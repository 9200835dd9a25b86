//! Recursive-descent formula parser.
//!
//! Grammar (standard precedence, `^` binds tightest and associates right):
//!
//! ```text
//! expr   := term  (('+' | '-') term)*
//! term   := unary (('*' | '/' | '%') unary)*
//! unary  := ('-' | '+') unary | power
//! power  := atom ('^' unary)?
//! atom   := NUMBER | IDENT | IDENT '(' expr (',' expr)* ')' | '(' expr ')'
//! ```
//!
//! `-2^2` therefore parses as `-(2^2)` and `2^3^2` as `2^(3^2)`, matching
//! conventional math notation. Function calls are restricted to the fixed
//! [`Func`] table; there is no way to reach anything but arithmetic from a
//! formula, which keeps the trust boundary small.

use crate::errors::{CalcError, CalcResult};
use crate::eval::token::{Spanned, Token};

/// Parsed formula AST.
#[derive(Debug, Clone, PartialEq)]
pub enum Expr {
    Number(f64),
    Variable(String),
    Neg(Box<Expr>),
    Binary {
        op: BinaryOp,
        lhs: Box<Expr>,
        rhs: Box<Expr>,
    },
    Call {
        func: Func,
        args: Vec<Expr>,
    },
}

/// Binary operators in precedence order (lowest first)
#[derive(Debug, Clone, Copy, PartialEq, Eq)]
pub enum BinaryOp {
    Add,
    Sub,
    Mul,
    Div,
    Rem,
    Pow,
}

impl BinaryOp {
    pub fn apply(self, lhs: f64, rhs: f64) -> f64 {
        match self {
            BinaryOp::Add => lhs + rhs,
            BinaryOp::Sub => lhs - rhs,
            BinaryOp::Mul => lhs * rhs,
            BinaryOp::Div => lhs / rhs,
            BinaryOp::Rem => lhs % rhs,
            BinaryOp::Pow => lhs.powf(rhs),
        }
    }
}

/// The built-in math function table.
///
/// Mirrors the common-function surface of general math expression
/// libraries, restricted to pure numeric operations.
#[derive(Debug, Clone, Copy, PartialEq, Eq)]
pub enum Func {
    Sqrt,
    Cbrt,
    Abs,
    Exp,
    Ln,
    Log,
    Log2,
    Log10,
    Pow,
    Min,
    Max,
    Floor,
    Ceil,
    Round,
    Sin,
    Cos,
    Tan,
    Asin,
    Acos,
    Atan,
    Atan2,
    Sinh,
    Cosh,
    Tanh,
}

impl Func {
    /// Look up a function by its formula-text name
    pub fn from_name(name: &str) -> Option<Func> {
        Some(match name {
            "sqrt" => Func::Sqrt,
            "cbrt" => Func::Cbrt,
            "abs" => Func::Abs,
            "exp" => Func::Exp,
            "ln" => Func::Ln,
            "log" => Func::Log,
            "log2" => Func::Log2,
            "log10" => Func::Log10,
            "pow" => Func::Pow,
            "min" => Func::Min,
            "max" => Func::Max,
            "floor" => Func::Floor,
            "ceil" => Func::Ceil,
            "round" => Func::Round,
            "sin" => Func::Sin,
            "cos" => Func::Cos,
            "tan" => Func::Tan,
            "asin" => Func::Asin,
            "acos" => Func::Acos,
            "atan" => Func::Atan,
            "atan2" => Func::Atan2,
            "sinh" => Func::Sinh,
            "cosh" => Func::Cosh,
            "tanh" => Func::Tanh,
            _ => return None,
        })
    }

    /// Accepted argument counts: (min, max)
    pub fn arity(self) -> (usize, usize) {
        match self {
            Func::Pow | Func::Atan2 => (2, 2),
            // log(x) is natural log; log(x, base) is arbitrary base
            Func::Log => (1, 2),
            Func::Min | Func::Max => (1, usize::MAX),
            _ => (1, 1),
        }
    }

    /// Apply to already-evaluated arguments (arity checked at parse time)
    pub fn apply(self, args: &[f64]) -> f64 {
        match self {
            Func::Sqrt => args[0].sqrt(),
            Func::Cbrt => args[0].cbrt(),
            Func::Abs => args[0].abs(),
            Func::Exp => args[0].exp(),
            Func::Ln => args[0].ln(),
            Func::Log => {
                if args.len() == 2 {
                    args[0].log(args[1])
                } else {
                    args[0].ln()
                }
            }
            Func::Log2 => args[0].log2(),
            Func::Log10 => args[0].log10(),
            Func::Pow => args[0].powf(args[1]),
            Func::Min => args.iter().copied().fold(f64::INFINITY, f64::min),
            Func::Max => args.iter().copied().fold(f64::NEG_INFINITY, f64::max),
            Func::Floor => args[0].floor(),
            Func::Ceil => args[0].ceil(),
            Func::Round => args[0].round(),
            Func::Sin => args[0].sin(),
            Func::Cos => args[0].cos(),
            Func::Tan => args[0].tan(),
            Func::Asin => args[0].asin(),
            Func::Acos => args[0].acos(),
            Func::Atan => args[0].atan(),
            Func::Atan2 => args[0].atan2(args[1]),
            Func::Sinh => args[0].sinh(),
            Func::Cosh => args[0].cosh(),
            Func::Tanh => args[0].tanh(),
        }
    }
}

/// Parse a token stream into an AST.
pub fn parse(tokens: &[Spanned], source_len: usize) -> CalcResult<Expr> {
    let mut parser = Parser {
        tokens,
        pos: 0,
        source_len,
    };
    let expr = parser.expr()?;
    if let Some(tok) = parser.peek() {
        return Err(CalcError::formula_parse(
            tok.offset,
            format!("unexpected token {:?}", tok.token),
        ));
    }
    Ok(expr)
}

struct Parser<'a> {
    tokens: &'a [Spanned],
    pos: usize,
    source_len: usize,
}

impl<'a> Parser<'a> {
    // references are tied to the token slice, not the parser borrow
    fn peek(&self) -> Option<&'a Spanned> {
        self.tokens.get(self.pos)
    }

    fn bump(&mut self) -> Option<&'a Spanned> {
        let tok = self.tokens.get(self.pos);
        if tok.is_some() {
            self.pos += 1;
        }
        tok
    }

    fn offset(&self) -> usize {
        self.peek().map(|t| t.offset).unwrap_or(self.source_len)
    }

    fn eat(&mut self, expected: &Token) -> bool {
        if self.peek().map(|t| &t.token) == Some(expected) {
            self.pos += 1;
            true
        } else {
            false
        }
    }

    fn expect(&mut self, expected: Token, what: &str) -> CalcResult<()> {
        if self.eat(&expected) {
            Ok(())
        } else {
            Err(CalcError::formula_parse(
                self.offset(),
                format!("expected {}", what),
            ))
        }
    }

    fn expr(&mut self) -> CalcResult<Expr> {
        let mut lhs = self.term()?;
        loop {
            let op = match self.peek().map(|t| &t.token) {
                Some(Token::Plus) => BinaryOp::Add,
                Some(Token::Minus) => BinaryOp::Sub,
                _ => break,
            };
            self.pos += 1;
            let rhs = self.term()?;
            lhs = Expr::Binary {
                op,
                lhs: Box::new(lhs),
                rhs: Box::new(rhs),
            };
        }
        Ok(lhs)
    }

    fn term(&mut self) -> CalcResult<Expr> {
        let mut lhs = self.unary()?;
        loop {
            let op = match self.peek().map(|t| &t.token) {
                Some(Token::Star) => BinaryOp::Mul,
                Some(Token::Slash) => BinaryOp::Div,
                Some(Token::Percent) => BinaryOp::Rem,
                _ => break,
            };
            self.pos += 1;
            let rhs = self.unary()?;
            lhs = Expr::Binary {
                op,
                lhs: Box::new(lhs),
                rhs: Box::new(rhs),
            };
        }
        Ok(lhs)
    }

    fn unary(&mut self) -> CalcResult<Expr> {
        if self.eat(&Token::Minus) {
            return Ok(Expr::Neg(Box::new(self.unary()?)));
        }
        if self.eat(&Token::Plus) {
            return self.unary();
        }
        self.power()
    }

    fn power(&mut self) -> CalcResult<Expr> {
        let base = self.atom()?;
        if self.eat(&Token::Caret) {
            // right-associative; exponent may carry its own sign
            let exponent = self.unary()?;
            return Ok(Expr::Binary {
                op: BinaryOp::Pow,
                lhs: Box::new(base),
                rhs: Box::new(exponent),
            });
        }
        Ok(base)
    }

    fn atom(&mut self) -> CalcResult<Expr> {
        let offset = self.offset();
        let Some(spanned) = self.bump() else {
            return Err(CalcError::formula_parse(offset, "unexpected end of formula"));
        };
        match &spanned.token {
            Token::Number(n) => Ok(Expr::Number(*n)),
            Token::Ident(name) => {
                let name = name.clone();
                if self.eat(&Token::LParen) {
                    self.call(&name, offset)
                } else {
                    Ok(Expr::Variable(name))
                }
            }
            Token::LParen => {
                let inner = self.expr()?;
                self.expect(Token::RParen, "')'")?;
                Ok(inner)
            }
            other => Err(CalcError::formula_parse(
                offset,
                format!("unexpected token {:?}", other),
            )),
        }
    }

    fn call(&mut self, name: &str, offset: usize) -> CalcResult<Expr> {
        let Some(func) = Func::from_name(name) else {
            return Err(CalcError::formula_parse(
                offset,
                format!("unknown function '{}'", name),
            ));
        };

        let mut args = Vec::new();
        if !self.eat(&Token::RParen) {
            loop {
                args.push(self.expr()?);
                if self.eat(&Token::Comma) {
                    continue;
                }
                self.expect(Token::RParen, "')' or ','")?;
                break;
            }
        }

        let (min, max) = func.arity();
        if args.len() < min || args.len() > max {
            return Err(CalcError::formula_parse(
                offset,
                format!("'{}' takes {} argument(s), got {}", name, min, args.len()),
            ));
        }
        Ok(Expr::Call { func, args })
    }
}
━━━━━━━━━━━━━━━━━━━━
→ What the task requires: Extract, from the material above, each line holding the word "Asin".

→ Written response:
    Asin,
            "asin" => Func::Asin,
            Func::Asin => args[0].asin(),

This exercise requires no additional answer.